John: Yeah, I think you bring us some great points because as the millennials come into the market place, the entrepreneurs and business owners and emerging companies want to know how do we build a culture around them? What do we need to do? And to your point, when people walk in and see your facility, that speaks to who you are.
John: This says, “I am dated. I am with it. I get it.” And the millennials get it real quick. As you said earlier, I raised a couple of millennials, now I’m not sure I raised them. I’m pretty sure they’ve raised me because they’ve really opened my eyes to a lot of different things in business. And so, my background allowed me – as I talk all the time, I have these amazing sisters who allowed me to just let go and just take it in, and be present and go with it. So, Sherry, to that point I tried to tell people in business all the time “You are what people see.”
Sherry: That’s right.
John: You can tell people you’re something else, but you’re not.
Sherry: That’s right.
John: Because the culture is part environment and part you. And then when it doesn’t align, they don’t think I have an alignment. Well, if you don’t have an alignment, go back and get aligned and then you can meet your goals.
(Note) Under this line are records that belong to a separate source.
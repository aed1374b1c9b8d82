//! Error types for the core library.

use thiserror::Error;

/// Errors that can stop the forwarder.
///
/// Delivery and rendering failures never get here: they are recorded in a
/// [`crate::DeliveryReport`] and the message is retried on the next pass.
#[derive(Debug, Error)]
pub enum Error {
    /// Mailbox operation failed.
    #[error("Mailbox error: {0}")]
    Mailbox(#[from] crate::mailbox::MailboxError),

    /// Configuration is incomplete or invalid.
    #[error("Configuration error: {0}")]
    Config(#[from] crate::config::ConfigError),
}

impl Error {
    /// Returns `true` if restarting with the same configuration cannot help.
    #[must_use]
    pub const fn is_fatal(&self) -> bool {
        match self {
            Self::Mailbox(e) => e.is_fatal(),
            Self::Config(_) => true,
        }
    }
}

/// Result type alias using our Error type.
pub type Result<T> = std::result::Result<T, Error>;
Sherry: Right. And I think that there’s a way that we can help people be accountable and be transparent, but also provide them the opportunity to do what they could do really, really well. I mean, if you even just look at something as basic as the way in which we submit work in the work place, that has changed over time with technology. And the flexibility of being able to provide information in different kinds of ways, and those are some of the things that I always view whenever I came here: “Why do we do it this way?” Again, it’s just because maybe nobody is asking that question very much. I think Google is probably a fairly good example of a company that has catered to the millennial generation if you look at the way they set up their company, that there is opportunity for you to go and have a little down time, that there are coffee shops and there are exercise facilities. And it’s not a sit-at-your-desk, 15-hours-a-day, help-out-as-much-as-you-can mentality. And that’s the reality for a lot of companies right now. And I think it’s why we see an extraordinary number of hard issues in people in their 50s and 60s right now, because they have been working that way for too long. And we need to change that, I think.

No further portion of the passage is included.